ISO loads to nonfunctional window

I have been using Manjaro-KDE successfully for approximately a year on a dual boot Acer Swift 3 laptop. I am trying to load the same OS, from the same DVD used previously (19.02-200311), to a new Acer Spin 5. It has Win10 installed (it works), with a 512 GB SSD and 16 GB RAM. I turned off secure boot, then used the Window disk management utility to free up about 440GB on the SSD.

My goal is a dual boot, and I’m following the instructions here:
https://linuxconfig.org/manjaro-linux-windows-10-dual-boot - supplemented by the instructions here:
https://wiki.manjaro.org/index.php/UEFI_-_Install_Guide

I expected I could just use this validated ISO, run the updates, then I’d be set.

As the ISO is loading, I see two red FAILED messages:

The ISO loads to display the “Welcome to Manjaro” window, but the touchpad mouse is dead. In desperation, I plug in my Bluetooth Logitech mouse and suddenly I have a live mouse cursor. (The touchpad mouse works fine in Win10.)

Using my now-functional mouse I launch the installer from the “Welcome…” window. Fairly quickly, I see this:

I have no idea what to do at this point!

  1. Please use a newer ISO. Current version is 20.1
  2. You need a bigger drive for Manjaro as the installer says in your second screenshot. 30 GB is recommended as a minimum.

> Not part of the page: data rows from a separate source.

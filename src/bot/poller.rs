//! Long-polling command listener.

use crate::bot::handler::QueryHandler;
use crate::config::TelegramConfig;
use crate::error::Result;
use crate::services::Notifier;
use crate::types::Update;
use std::sync::Arc;
use tokio::task::JoinHandle;
use tokio::time::{sleep, Duration};
use tracing::{debug, error, info, warn};

/// Pulls chat updates from Telegram and replies through the query handler.
pub struct CommandListener {
    notifier: Arc<Notifier>,
    handler: QueryHandler,
    poll_timeout_secs: u64,
    retry_delay: Duration,
}

impl CommandListener {
    pub fn new(notifier: Arc<Notifier>, handler: QueryHandler, config: &TelegramConfig) -> Self {
        Self {
            notifier,
            handler,
            poll_timeout_secs: config.poll_timeout_secs,
            retry_delay: Duration::from_secs(config.poll_retry_delay_secs),
        }
    }

    /// Run the listener on its own task.
    pub fn start(self) -> JoinHandle<()> {
        tokio::spawn(async move { self.run().await })
    }

    /// Poll forever. Failed polls are logged and retried after a fixed pause.
    pub async fn run(self) {
        info!("Telegram command listener running...");
        let mut offset = None;

        loop {
            match self.poll_once(offset).await {
                Ok(next) => {
                    if next.is_some() {
                        offset = next;
                    }
                }
                Err(e) => {
                    error!("Telegram getUpdates failed: {}", e);
                    sleep(self.retry_delay).await;
                }
            }
        }
    }

    /// Fetch one batch of updates and answer them.
    ///
    /// Returns the offset that acknowledges the batch, or `None` if it was empty.
    pub async fn poll_once(&self, offset: Option<i64>) -> Result<Option<i64>> {
        let updates = self
            .notifier
            .get_updates(offset, self.poll_timeout_secs)
            .await?;

        let next = updates.iter().map(|u| u.update_id + 1).max();
        for update in &updates {
            self.dispatch(update).await;
        }

        Ok(next)
    }

    async fn dispatch(&self, update: &Update) {
        let Some(message) = &update.message else {
            return;
        };
        // Stickers, photos and service messages carry no text.
        let Some(text) = &message.text else {
            return;
        };

        let chat_id = message.chat.id.to_string();
        debug!("Command from chat {}: {}", chat_id, text);

        let reply = self.handler.respond(text);
        if let Err(e) = self.notifier.send_message_to(&chat_id, &reply).await {
            warn!("Failed to reply to chat {}: {}", chat_id, e);
        }
    }
}
//! Signal types shared by the webhook and the chat command handler.

use chrono::{DateTime, Utc};
use serde::{Deserialize, Serialize};
use serde_json::Value;

/// Shown in place of any field the alert did not carry.
pub const PLACEHOLDER: &str = "N/A";

/// Inbound TradingView alert body.
///
/// Every field is optional and may be a string or a number.
#[derive(Debug, Clone, Default, Deserialize)]
pub struct WebhookPayload {
    pub pair: Option<Value>,
    pub timeframe: Option<Value>,
    pub signal: Option<Value>,
    pub confidence: Option<Value>,
    pub tp: Option<Value>,
    pub sl: Option<Value>,
}

/// Direction of a signal, derived from its free-form text.
#[derive(Debug, Clone, Copy, PartialEq, Eq, Serialize, Deserialize)]
#[serde(rename_all = "lowercase")]
pub enum Direction {
    Buy,
    Sell,
    Neutral,
}

impl Direction {
    /// Case-insensitive substring match; "BUY" wins over "SELL".
    pub fn classify(signal: &str) -> Self {
        let upper = signal.to_uppercase();
        if upper.contains("BUY") {
            Direction::Buy
        } else if upper.contains("SELL") {
            Direction::Sell
        } else {
            Direction::Neutral
        }
    }

    /// Emoji indicator used in chat messages.
    pub fn indicator(&self) -> &'static str {
        match self {
            Direction::Buy => "🟢",
            Direction::Sell => "🔴",
            Direction::Neutral => "⚪️",
        }
    }
}

/// Latest signal stored for a (pair, timeframe).
#[derive(Debug, Clone, PartialEq, Serialize, Deserialize)]
#[serde(rename_all = "camelCase")]
pub struct SignalRecord {
    /// Uppercased instrument, e.g. "BTCUSDT"
    pub pair: String,
    pub timeframe: String,
    /// Raw signal text as sent by the alert
    pub signal: String,
    pub confidence: String,
    pub take_profit: String,
    pub stop_loss: String,
    /// When the webhook was processed
    pub observed_at: DateTime<Utc>,
}

impl SignalRecord {
    /// Build a record from a webhook payload, substituting the placeholder
    /// for anything absent.
    pub fn from_payload(payload: &WebhookPayload, observed_at: DateTime<Utc>) -> Self {
        Self {
            pair: normalize_pair(&display_value(payload.pair.as_ref())),
            timeframe: display_value(payload.timeframe.as_ref()),
            signal: display_value(payload.signal.as_ref()),
            confidence: display_value(payload.confidence.as_ref()),
            take_profit: display_value(payload.tp.as_ref()),
            stop_loss: display_value(payload.sl.as_ref()),
            observed_at,
        }
    }

    pub fn direction(&self) -> Direction {
        Direction::classify(&self.signal)
    }

    /// Cache key for this record.
    pub fn key(&self) -> String {
        signal_key(&self.pair, &self.timeframe)
    }
}

/// Composite cache key: uppercased pair, underscore, timeframe.
pub fn signal_key(pair: &str, timeframe: &str) -> String {
    format!("{}_{}", normalize_pair(pair), timeframe.trim())
}

pub fn normalize_pair(pair: &str) -> String {
    pair.trim().to_uppercase()
}

/// Render an optional JSON value as an opaque display string.
pub fn display_value(value: Option<&Value>) -> String {
    let rendered = match value {
        None | Some(Value::Null) => return PLACEHOLDER.to_string(),
        Some(Value::String(s)) => s.trim().to_string(),
        Some(other) => other.to_string(),
    };

    if rendered.is_empty() {
        PLACEHOLDER.to_string()
    } else {
        rendered
    }
}
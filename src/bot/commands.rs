//! Chat command parsing.

const SIGNAL_COMMAND: &str = "/signal";

/// A parsed inbound chat message.
#[derive(Debug, Clone, PartialEq, Eq)]
pub enum Command {
    /// `/signal PAIR TIMEFRAME`
    Signal { pair: String, timeframe: String },
    /// `/signal` with fewer than two arguments
    Usage,
    /// Anything else
    Unknown,
}

impl Command {
    /// Parse message text. Extra arguments after the timeframe are ignored.
    pub fn parse(text: &str) -> Self {
        let mut tokens = text.split_whitespace();

        let Some(head) = tokens.next() else {
            return Command::Unknown;
        };

        // Group chats address commands as `/signal@BotName`.
        let command = head.split('@').next().unwrap_or(head);
        if !command.eq_ignore_ascii_case(SIGNAL_COMMAND) {
            return Command::Unknown;
        }

        match (tokens.next(), tokens.next()) {
            (Some(pair), Some(timeframe)) => Command::Signal {
                pair: pair.to_uppercase(),
                timeframe: timeframe.to_string(),
            },
            _ => Command::Usage,
        }
    }
}

#[cfg(test)]
mod tests {
    use super::*;

    fn signal(pair: &str, timeframe: &str) -> Command {
        Command::Signal {
            pair: pair.to_string(),
            timeframe: timeframe.to_string(),
        }
    }

    #[test]
    fn test_parse_signal_command() {
        assert_eq!(Command::parse("/signal BTCUSDT 1h"), signal("BTCUSDT", "1h"));
        assert_eq!(Command::parse("/signal btcusdt 1h"), signal("BTCUSDT", "1h"));
        assert_eq!(Command::parse("  /signal   ethusdt\t4h  "), signal("ETHUSDT", "4h"));
    }

    #[test]
    fn test_parse_ignores_extra_tokens() {
        assert_eq!(Command::parse("/signal BTCUSDT 1h now please"), signal("BTCUSDT", "1h"));
    }

    #[test]
    fn test_parse_bot_mention() {
        assert_eq!(Command::parse("/signal@RelayBot SOLUSDT 15m"), signal("SOLUSDT", "15m"));
    }

    #[test]
    fn test_parse_usage() {
        assert_eq!(Command::parse("/signal"), Command::Usage);
        assert_eq!(Command::parse("/signal BTCUSDT"), Command::Usage);
        assert_eq!(Command::parse("/signal@RelayBot"), Command::Usage);
    }

    #[test]
    fn test_parse_unknown() {
        assert_eq!(Command::parse(""), Command::Unknown);
        assert_eq!(Command::parse("hello"), Command::Unknown);
        assert_eq!(Command::parse("/start"), Command::Unknown);
        assert_eq!(Command::parse("/signals BTCUSDT 1h"), Command::Unknown);
        assert_eq!(Command::parse("signal BTCUSDT 1h"), Command::Unknown);
    }
}
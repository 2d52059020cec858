pub mod health;
pub mod webhook;

use crate::AppState;
use axum::Router;

/// Create the API router.
pub fn router() -> Router<AppState> {
    Router::new()
        .merge(health::router())
        .merge(webhook::router())
}
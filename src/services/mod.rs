pub mod format;
pub mod notifier;
pub mod signal_cache;

pub use notifier::Notifier;
pub use signal_cache::SignalCache;
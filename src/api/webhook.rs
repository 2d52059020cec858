//! TradingView webhook.
//!
//! - POST /signal - store the alert and forward it to the default chat
//!
//! Delivery to Telegram is best-effort: a failed send is logged and reported
//! as `"sent": false`, but the alert is still cached and the request succeeds.

use axum::{body::Bytes, extract::State, routing::post, Json, Router};
use chrono::Utc;
use serde::Serialize;
use serde_json::Value;
use tracing::{error, info, warn};

use crate::error::{AppError, Result};
use crate::services::format;
use crate::types::{SignalRecord, WebhookPayload};
use crate::AppState;

#[derive(Debug, Serialize)]
pub struct WebhookResponse {
    pub status: &'static str,
    pub sent: bool,
}

/// Create the webhook router.
pub fn router() -> Router<AppState> {
    Router::new().route("/signal", post(receive_signal))
}

/// POST /signal
async fn receive_signal(State(state): State<AppState>, body: Bytes) -> Result<Json<WebhookResponse>> {
    let payload = parse_payload(&body).map_err(|e| {
        error!("❌ Webhook error: {}", e);
        e
    })?;

    let record = SignalRecord::from_payload(&payload, Utc::now());
    let key = record.key();
    let message = format::alert_message(&record);
    state.cache.upsert(record);

    let sent = match state.notifier.send_message(&message).await {
        Ok(()) => true,
        Err(AppError::NoDestination) => {
            warn!("CHAT_ID not configured; alert for {} cached only", key);
            false
        }
        Err(e) => {
            error!("Failed to forward alert for {}: {}", key, e);
            false
        }
    };

    info!("✅ Signal stored for {} (sent: {})", key, sent);
    Ok(Json(WebhookResponse { status: "ok", sent }))
}

/// Decode the body. Only non-JSON or non-object bodies are rejected;
/// individual fields are never required.
fn parse_payload(body: &[u8]) -> Result<WebhookPayload> {
    let value: Value =
        serde_json::from_slice(body).map_err(|e| AppError::InvalidPayload(e.to_string()))?;

    if !value.is_object() {
        return Err(AppError::InvalidPayload("expected a JSON object".to_string()));
    }

    Ok(serde_json::from_value(value)?)
}
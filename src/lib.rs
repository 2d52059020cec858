//! Signal Relay - TradingView alerts to Telegram with a latest-signal cache

pub mod api;
pub mod bot;
pub mod config;
pub mod error;
pub mod services;
pub mod types;

use axum::Router;
use config::Config;
use services::{Notifier, SignalCache};
use std::sync::Arc;
use tower_http::trace::TraceLayer;

/// Application state shared across handlers.
#[derive(Clone)]
pub struct AppState {
    pub config: Arc<Config>,
    pub cache: Arc<SignalCache>,
    pub notifier: Arc<Notifier>,
}

impl AppState {
    /// Build the state with an empty cache.
    pub fn new(config: Config) -> error::Result<Self> {
        let notifier = Arc::new(Notifier::new(&config.telegram)?);
        Ok(Self {
            config: Arc::new(config),
            cache: SignalCache::new(),
            notifier,
        })
    }
}

/// Build the HTTP application.
pub fn app(state: AppState) -> Router {
    Router::new()
        .merge(api::router())
        .layer(TraceLayer::new_for_http())
        .with_state(state)
}

// Re-export commonly used types
pub use types::*;
//! Telegram Bot API wire types.
//!
//! Only the fields the relay reads are modelled; everything else in the
//! Bot API payloads is ignored.

use serde::{Deserialize, Serialize};

/// Envelope wrapping every Bot API response.
#[derive(Debug, Clone, Deserialize)]
pub struct TelegramResponse<T> {
    pub ok: bool,
    pub result: Option<T>,
    pub description: Option<String>,
    pub error_code: Option<i64>,
}

/// Body of a `sendMessage` call.
#[derive(Debug, Clone, Serialize)]
pub struct SendMessageRequest<'a> {
    pub chat_id: &'a str,
    pub text: &'a str,
    pub parse_mode: &'a str,
}

/// Body of a `getUpdates` call.
#[derive(Debug, Clone, Serialize)]
pub struct GetUpdatesRequest {
    pub offset: Option<i64>,
    /// Long-poll timeout in seconds
    pub timeout: u64,
    pub allowed_updates: Vec<&'static str>,
}

#[derive(Debug, Clone, Deserialize)]
pub struct Update {
    pub update_id: i64,
    pub message: Option<Message>,
}

#[derive(Debug, Clone, Deserialize)]
pub struct Message {
    pub message_id: i64,
    pub chat: Chat,
    pub text: Option<String>,
}

#[derive(Debug, Clone, Deserialize)]
pub struct Chat {
    pub id: i64,
}

/// Message as returned by `sendMessage`; only the id is kept.
#[derive(Debug, Clone, Deserialize)]
pub struct SentMessage {
    pub message_id: i64,
}
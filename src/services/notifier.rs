//! Telegram Bot API client.
//!
//! Sends chat messages and fetches updates for the command listener.
//! Every call is a single request: no retries, no backoff.

use crate::config::TelegramConfig;
use crate::error::{AppError, Result};
use crate::types::{GetUpdatesRequest, SendMessageRequest, SentMessage, TelegramResponse, Update};
use reqwest::Client;
use serde::{de::DeserializeOwned, Serialize};
use std::time::Duration;
use tracing::debug;

const PARSE_MODE: &str = "Markdown";

/// Slack added on top of the long-poll timeout before the HTTP client gives up.
const CLIENT_TIMEOUT_SLACK_SECS: u64 = 10;

/// Outbound messaging client.
pub struct Notifier {
    client: Client,
    api_url: String,
    token: String,
    default_chat_id: Option<String>,
}

impl Notifier {
    /// Create a notifier from the Telegram configuration.
    pub fn new(config: &TelegramConfig) -> Result<Self> {
        let client = Client::builder()
            .timeout(Duration::from_secs(
                config.poll_timeout_secs + CLIENT_TIMEOUT_SLACK_SECS,
            ))
            .build()?;

        Ok(Self {
            client,
            api_url: config.api_url.clone(),
            token: config.token.clone(),
            default_chat_id: config.chat_id.clone(),
        })
    }

    /// Destination used by [`Notifier::send_message`].
    pub fn default_chat_id(&self) -> Option<&str> {
        self.default_chat_id.as_deref()
    }

    /// Send Markdown text to the configured default chat.
    pub async fn send_message(&self, text: &str) -> Result<()> {
        let chat_id = self.default_chat_id.as_deref().ok_or(AppError::NoDestination)?;
        self.send_message_to(chat_id, text).await
    }

    /// Send Markdown text to a specific chat.
    pub async fn send_message_to(&self, chat_id: &str, text: &str) -> Result<()> {
        let request = SendMessageRequest {
            chat_id,
            text,
            parse_mode: PARSE_MODE,
        };

        let sent: SentMessage = self.call("sendMessage", &request).await?;
        debug!("Sent message {} to chat {}", sent.message_id, chat_id);
        Ok(())
    }

    /// Long-poll for new updates starting at `offset`.
    pub async fn get_updates(&self, offset: Option<i64>, timeout_secs: u64) -> Result<Vec<Update>> {
        let request = GetUpdatesRequest {
            offset,
            timeout: timeout_secs,
            allowed_updates: vec!["message"],
        };

        self.call("getUpdates", &request).await
    }

    async fn call<B, T>(&self, method: &str, body: &B) -> Result<T>
    where
        B: Serialize + ?Sized,
        T: DeserializeOwned,
    {
        let url = format!("{}/bot{}/{}", self.api_url, self.token, method);

        // Strip the URL from transport errors so the token never reaches the logs.
        let response = self
            .client
            .post(&url)
            .json(body)
            .send()
            .await
            .map_err(|e| AppError::Reqwest(e.without_url()))?;

        let status = response.status();
        let text = response
            .text()
            .await
            .map_err(|e| AppError::Reqwest(e.without_url()))?;

        let envelope: TelegramResponse<T> = match serde_json::from_str(&text) {
            Ok(envelope) => envelope,
            Err(e) if status.is_success() => return Err(e.into()),
            Err(_) => {
                return Err(AppError::Telegram(format!("{} returned {}", method, status)));
            }
        };

        if !status.is_success() || !envelope.ok {
            let description = envelope
                .description
                .unwrap_or_else(|| "no description".to_string());
            return Err(AppError::Telegram(format!(
                "{} failed ({}): {}",
                method, status, description
            )));
        }

        envelope
            .result
            .ok_or_else(|| AppError::Telegram(format!("{} returned no result", method)))
    }
}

It’s not clear to me why an ISO about a year old would not work. Shouldn’t it?

As for drive space, as I stated, about 440GB is freed up on my SSD. I expected to set up partitioning once installation got under way. That how I always done it to this point. For the installer to fuss about space this early in the install process makes no sense to me. In any case, why cannot the installer see that free space on the SSD?

It might not be able to find the SSD. Windows could have updated some firmware on the SSD controller, making the old install media not able to see it.

It should, but it is obviously not.
So next step in troubleshooting, is to try a current ISO instead.

Okey. I’m on it. Thanks for your very rapid response. This forum is quite something!

Using a current ISO the mouse still is dead, but the Network Manager is working now. Relaunching the Installer - now “Mikah” - I’m still told there is not enough drive space, and there are no partitions.

Of course there are no partitions. I haven’t set them up yet, and the means to do that is part of the installer, if it would run.

I tried to launch the KDE partition manager from the menu - it’s there - but won’t launch. Very strange.

I’m open to new ideas, it’s after 2 AM here so I’ll sleep before I’m back. Thanks for your help to this point.

UPDATE: I just tried to create a dual boot system using a Fedora .iso. I ran into the same problems: no mouse at all (until I plugged in my USB Logitech mouse), and the 512GB SSD drive is nowhere to be seen.

I am frankly baffled by this, never having had this problem before when setting up a dual boot machine. Is the UEFI (about which I know very little) possibly blocking access to the SSD? How can I make this visible to my Linux live disks?

Do you know why software gets updated? (to fix bugs right?)
That’s why you always better use a recent/latest iso…
Just use the dd command to put the iso on a USB-Stick and boot with that, no need to create a CD/DVD.

When it comes to your SSD not being recognized, i would start with providing the output of sudo fdisk -l and sudo lsblk --fs on that system.
If the SSD is not shown in those outputs then you can be sure it is not recognized, else there is something else…

I did get a current ISO and posted about it (above). Couldn’t access the touchpad mouse and couldn’t see the SSD drive. I launched the KDS partition manager, and it couldn’t see the SSD drive either. Something is blocking it. This is something having to do with how Windows is set up I’m pretty sure.

I can’t believe other folks aren’t having this problem. This is a brand new Acer laptop. I’m going to contact them about this.

I don’t know what your level of expertise is with Linux or computers in general but what you wrote can mean a LOT of different things, so…

If you don’t provide what is asked of you by others, then you are left to fix your own problems…
Also see:

Thank you for your response.

If you don’t provide what is asked of you by others, then you are left to fix your own problems…

You are right, of course. I should have done that. It didn’t immediately strike me how I could do what you requested - then I realized that I could get a terminal from the live disk. By that time I had solved the SSD access problem.

Curiously, the solution came from a Fedora forum where I was working on the same problem, but with a Fedora ISO, because I seriously need to get this computer running with SOME decent Linux OS.

I was directed to a post in an Acer forum (!), where I found the solution in this comment -

Here’s the trick that solved the SSD drive visibility problem:
"SATA AHCI mode via CTRL+S while in the Main tab in BIOS "

But now I have a far different problem, and I’m starting a new thread for that.

Thank you for your responses and effort invested. These problems are seriously challenging for me and I appreciate greatly all your efforts to help!